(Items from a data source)
Start of Block
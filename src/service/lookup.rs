//! Metadata resolution and suggestions.

use crate::config::SuggestionConfig;
use crate::error::{Error, Result};
use crate::types::{Suggestion, TrackMetadata};
use regex::{Regex, RegexBuilder};

use super::TuneFetch;

impl TuneFetch {
    /// Resolve a free-text query to metadata for a single track
    ///
    /// # Errors
    ///
    /// - [`Error::Validation`] for an empty query
    /// - [`crate::ResolutionError::NotFound`] when the provider found nothing
    /// - [`crate::ResolutionError::Failed`] when the provider failed
    pub async fn resolve(&self, query: &str) -> Result<TrackMetadata> {
        let query = query.trim();
        if query.is_empty() {
            return Err(Error::Validation("No query provided".to_string()));
        }

        let track = self.provider.resolve(query).await?;
        tracing::debug!(query = %query, title = %track.title, "Resolved query");
        Ok(track)
    }

    /// Best-effort list of song-like results for a query
    ///
    /// Never fails: an empty query, a provider error, or no matching
    /// candidates all produce an empty list.
    pub async fn suggest(&self, query: &str) -> Vec<Suggestion> {
        let query = query.trim();
        if query.is_empty() {
            return Vec::new();
        }

        let config = &self.config.suggestions;
        let biased_query = format!("{}{}", query, config.query_suffix);

        match self.provider.search(&biased_query, config.search_depth).await {
            Ok(candidates) => self.suggestion_filter.apply(candidates),
            Err(e) => {
                tracing::debug!(query = %query, error = %e, "Suggestion search failed");
                Vec::new()
            }
        }
    }
}

/// Compiled suggestion rules
#[derive(Debug)]
pub(crate) struct SuggestionFilter {
    min_duration_secs: u64,
    max_duration_secs: u64,
    max_results: usize,
    reject: Option<Regex>,
}

impl SuggestionFilter {
    /// Compile the keyword denylist into a single case-insensitive pattern
    ///
    /// Spaces inside a keyword match any single character, so
    /// "behind the scenes" also catches "behind-the-scenes".
    pub(crate) fn from_config(config: &SuggestionConfig) -> Result<Self> {
        let alternatives: Vec<String> = config
            .reject_keywords
            .iter()
            .map(|k| k.trim())
            .filter(|k| !k.is_empty())
            .map(|k| regex::escape(k).replace(' ', "."))
            .collect();

        let reject = if alternatives.is_empty() {
            None
        } else {
            let pattern = format!("({})", alternatives.join("|"));
            let regex = RegexBuilder::new(&pattern)
                .case_insensitive(true)
                .build()
                .map_err(|e| Error::Config {
                    message: format!("invalid reject keyword pattern: {}", e),
                    key: Some("suggestions.reject_keywords".to_string()),
                })?;
            Some(regex)
        };

        Ok(Self {
            min_duration_secs: config.min_duration_secs,
            max_duration_secs: config.max_duration_secs,
            max_results: config.max_results,
            reject,
        })
    }

    /// Whether a candidate looks like a song
    ///
    /// Unknown durations (0) are rejected along with clips and long-form.
    pub(crate) fn accepts(&self, candidate: &Suggestion) -> bool {
        if candidate.duration < self.min_duration_secs || candidate.duration > self.max_duration_secs
        {
            return false;
        }
        !self
            .reject
            .as_ref()
            .is_some_and(|reject| reject.is_match(&candidate.title))
    }

    /// Filter candidates in provider order, keeping at most `max_results`
    pub(crate) fn apply(&self, candidates: Vec<Suggestion>) -> Vec<Suggestion> {
        candidates
            .into_iter()
            .filter(|c| self.accepts(c))
            .take(self.max_results)
            .collect()
    }
}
End of Block
Go through the records above and return every line that holds the string "alternatives".

• Completed task:
        let alternatives: Vec<String> = config
        let reject = if alternatives.is_empty() {
            let pattern = format!("({})", alternatives.join("|"));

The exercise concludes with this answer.